Items listed in a dataset:
________

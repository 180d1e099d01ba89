//! Axis-aligned bounding rectangles.
//!
//! `Bound` is both an input variant of the centroid core and the helper used to
//! state the containment invariant (centroid of a polygon lies in its bound).

use nalgebra::Vector2;

use super::types::{
    Collection, Geometry, LineString, MultiLineString, MultiPoint, MultiPolygon, Point, Polygon,
    Ring,
};

/// Axis-aligned rectangle `[min.x, max.x] × [min.y, max.y]`.
///
/// Invariant (not enforced): `min.x <= max.x` and `min.y <= max.y`.
#[derive(Clone, Copy, Debug, PartialEq)]
pub struct Bound {
    pub min: Point,
    pub max: Point,
}

impl Bound {
    #[inline]
    pub fn new(min: Point, max: Point) -> Self {
        Self { min, max }
    }

    /// Degenerate bound holding a single point.
    #[inline]
    pub fn from_point(p: Point) -> Self {
        Self { min: p, max: p }
    }

    /// Smallest bound containing all points; `None` if the slice is empty.
    pub fn from_points(points: &[Point]) -> Option<Self> {
        let (first, rest) = points.split_first()?;
        let mut b = Bound::from_point(*first);
        for p in rest {
            b.extend(*p);
        }
        Some(b)
    }

    /// Grow to include `p`.
    #[inline]
    pub fn extend(&mut self, p: Point) {
        self.min = Vector2::new(self.min.x.min(p.x), self.min.y.min(p.y));
        self.max = Vector2::new(self.max.x.max(p.x), self.max.y.max(p.y));
    }

    #[inline]
    pub fn union(&self, other: &Bound) -> Bound {
        let mut out = *self;
        out.extend(other.min);
        out.extend(other.max);
        out
    }

    /// Closed containment test.
    #[inline]
    pub fn contains(&self, p: Point) -> bool {
        self.min.x <= p.x && p.x <= self.max.x && self.min.y <= p.y && p.y <= self.max.y
    }

    #[inline]
    pub fn center(&self) -> Point {
        Vector2::new(
            (self.min.x + self.max.x) / 2.0,
            (self.min.y + self.max.y) / 2.0,
        )
    }

    #[inline]
    pub fn width(&self) -> f64 {
        self.max.x - self.min.x
    }

    #[inline]
    pub fn height(&self) -> f64 {
        self.max.y - self.min.y
    }

    /// True if the bound collapses to a single point.
    #[inline]
    pub fn is_empty(&self) -> bool {
        self.min == self.max
    }
}

/// Geometries that have an axis-aligned extent.
pub trait Bounded {
    /// Bounding rectangle, or `None` if the geometry holds no coordinates.
    fn bound(&self) -> Option<Bound>;
}

fn union_all<'a, T: Bounded + 'a>(items: impl IntoIterator<Item = &'a T>) -> Option<Bound> {
    items
        .into_iter()
        .filter_map(Bounded::bound)
        .reduce(|a, b| a.union(&b))
}

impl Bounded for Point {
    fn bound(&self) -> Option<Bound> {
        Some(Bound::from_point(*self))
    }
}

impl Bounded for MultiPoint {
    fn bound(&self) -> Option<Bound> {
        Bound::from_points(&self.0)
    }
}

impl Bounded for LineString {
    fn bound(&self) -> Option<Bound> {
        Bound::from_points(&self.0)
    }
}

impl Bounded for MultiLineString {
    fn bound(&self) -> Option<Bound> {
        union_all(&self.0)
    }
}

impl Bounded for Ring {
    fn bound(&self) -> Option<Bound> {
        Bound::from_points(&self.0)
    }
}

impl Bounded for Polygon {
    /// Holes lie inside the outer ring, so the outer ring decides.
    fn bound(&self) -> Option<Bound> {
        self.outer().and_then(Bounded::bound)
    }
}

impl Bounded for MultiPolygon {
    fn bound(&self) -> Option<Bound> {
        union_all(&self.0)
    }
}

impl Bounded for Bound {
    fn bound(&self) -> Option<Bound> {
        Some(*self)
    }
}

impl Bounded for Collection {
    fn bound(&self) -> Option<Bound> {
        union_all(&self.0)
    }
}

impl Bounded for Geometry {
    fn bound(&self) -> Option<Bound> {
        match self {
            Geometry::Point(p) => p.bound(),
            Geometry::MultiPoint(g) => g.bound(),
            Geometry::LineString(g) => g.bound(),
            Geometry::MultiLineString(g) => g.bound(),
            Geometry::Ring(g) => g.bound(),
            Geometry::Polygon(g) => g.bound(),
            Geometry::MultiPolygon(g) => g.bound(),
            Geometry::Bound(g) => g.bound(),
            Geometry::Collection(g) => g.bound(),
        }
    }
}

________

◆ What you will do ◆
Every entry that appears above should be duplicated exactly.

◆ Solution for this exercise ◆
repository 180d1e099d01ba89
//! Axis-aligned bounding rectangles.
//!
//! `Bound` is both an input variant of the centroid core and the helper used to
//! state the containment invariant (centroid of a polygon lies in its bound).

use nalgebra::Vector2;

use super::types::{
    Collection, Geometry, LineString, MultiLineString, MultiPoint, MultiPolygon, Point, Polygon,
    Ring,
};

/// Axis-aligned rectangle `[min.x, max.x] × [min.y, max.y]`.
///
/// Invariant (not enforced): `min.x <= max.x` and `min.y <= max.y`.
#[derive(Clone, Copy, Debug, PartialEq)]
pub struct Bound {
    pub min: Point,
    pub max: Point,
}

impl Bound {
    #[inline]
    pub fn new(min: Point, max: Point) -> Self {
        Self { min, max }
    }

    /// Degenerate bound holding a single point.
    #[inline]
    pub fn from_point(p: Point) -> Self {
        Self { min: p, max: p }
    }

    /// Smallest bound containing all points; `None` if the slice is empty.
    pub fn from_points(points: &[Point]) -> Option<Self> {
        let (first, rest) = points.split_first()?;
        let mut b = Bound::from_point(*first);
        for p in rest {
            b.extend(*p);
        }
        Some(b)
    }

    /// Grow to include `p`.
    #[inline]
    pub fn extend(&mut self, p: Point) {
        self.min = Vector2::new(self.min.x.min(p.x), self.min.y.min(p.y));
        self.max = Vector2::new(self.max.x.max(p.x), self.max.y.max(p.y));
    }

    #[inline]
    pub fn union(&self, other: &Bound) -> Bound {
        let mut out = *self;
        out.extend(other.min);
        out.extend(other.max);
        out
    }

    /// Closed containment test.
    #[inline]
    pub fn contains(&self, p: Point) -> bool {
        self.min.x <= p.x && p.x <= self.max.x && self.min.y <= p.y && p.y <= self.max.y
    }

    #[inline]
    pub fn center(&self) -> Point {
        Vector2::new(
            (self.min.x + self.max.x) / 2.0,
            (self.min.y + self.max.y) / 2.0,
        )
    }

    #[inline]
    pub fn width(&self) -> f64 {
        self.max.x - self.min.x
    }

    #[inline]
    pub fn height(&self) -> f64 {
        self.max.y - self.min.y
    }

    /// True if the bound collapses to a single point.
    #[inline]
    pub fn is_empty(&self) -> bool {
        self.min == self.max
    }
}

/// Geometries that have an axis-aligned extent.
pub trait Bounded {
    /// Bounding rectangle, or `None` if the geometry holds no coordinates.
    fn bound(&self) -> Option<Bound>;
}

fn union_all<'a, T: Bounded + 'a>(items: impl IntoIterator<Item = &'a T>) -> Option<Bound> {
    items
        .into_iter()
        .filter_map(Bounded::bound)
        .reduce(|a, b| a.union(&b))
}

impl Bounded for Point {
    fn bound(&self) -> Option<Bound> {
        Some(Bound::from_point(*self))
    }
}

impl Bounded for MultiPoint {
    fn bound(&self) -> Option<Bound> {
        Bound::from_points(&self.0)
    }
}

impl Bounded for LineString {
    fn bound(&self) -> Option<Bound> {
        Bound::from_points(&self.0)
    }
}

impl Bounded for MultiLineString {
    fn bound(&self) -> Option<Bound> {
        union_all(&self.0)
    }
}

impl Bounded for Ring {
    fn bound(&self) -> Option<Bound> {
        Bound::from_points(&self.0)
    }
}

impl Bounded for Polygon {
    /// Holes lie inside the outer ring, so the outer ring decides.
    fn bound(&self) -> Option<Bound> {
        self.outer().and_then(Bounded::bound)
    }
}

impl Bounded for MultiPolygon {
    fn bound(&self) -> Option<Bound> {
        union_all(&self.0)
    }
}

impl Bounded for Bound {
    fn bound(&self) -> Option<Bound> {
        Some(*self)
    }
}

impl Bounded for Collection {
    fn bound(&self) -> Option<Bound> {
        union_all(&self.0)
    }
}

impl Bounded for Geometry {
    fn bound(&self) -> Option<Bound> {
        match self {
            Geometry::Point(p) => p.bound(),
            Geometry::MultiPoint(g) => g.bound(),
            Geometry::LineString(g) => g.bound(),
            Geometry::MultiLineString(g) => g.bound(),
            Geometry::Ring(g) => g.bound(),
            Geometry::Polygon(g) => g.bound(),
            Geometry::MultiPolygon(g) => g.bound(),
            Geometry::Bound(g) => g.bound(),
            Geometry::Collection(g) => g.bound(),
        }
    }
}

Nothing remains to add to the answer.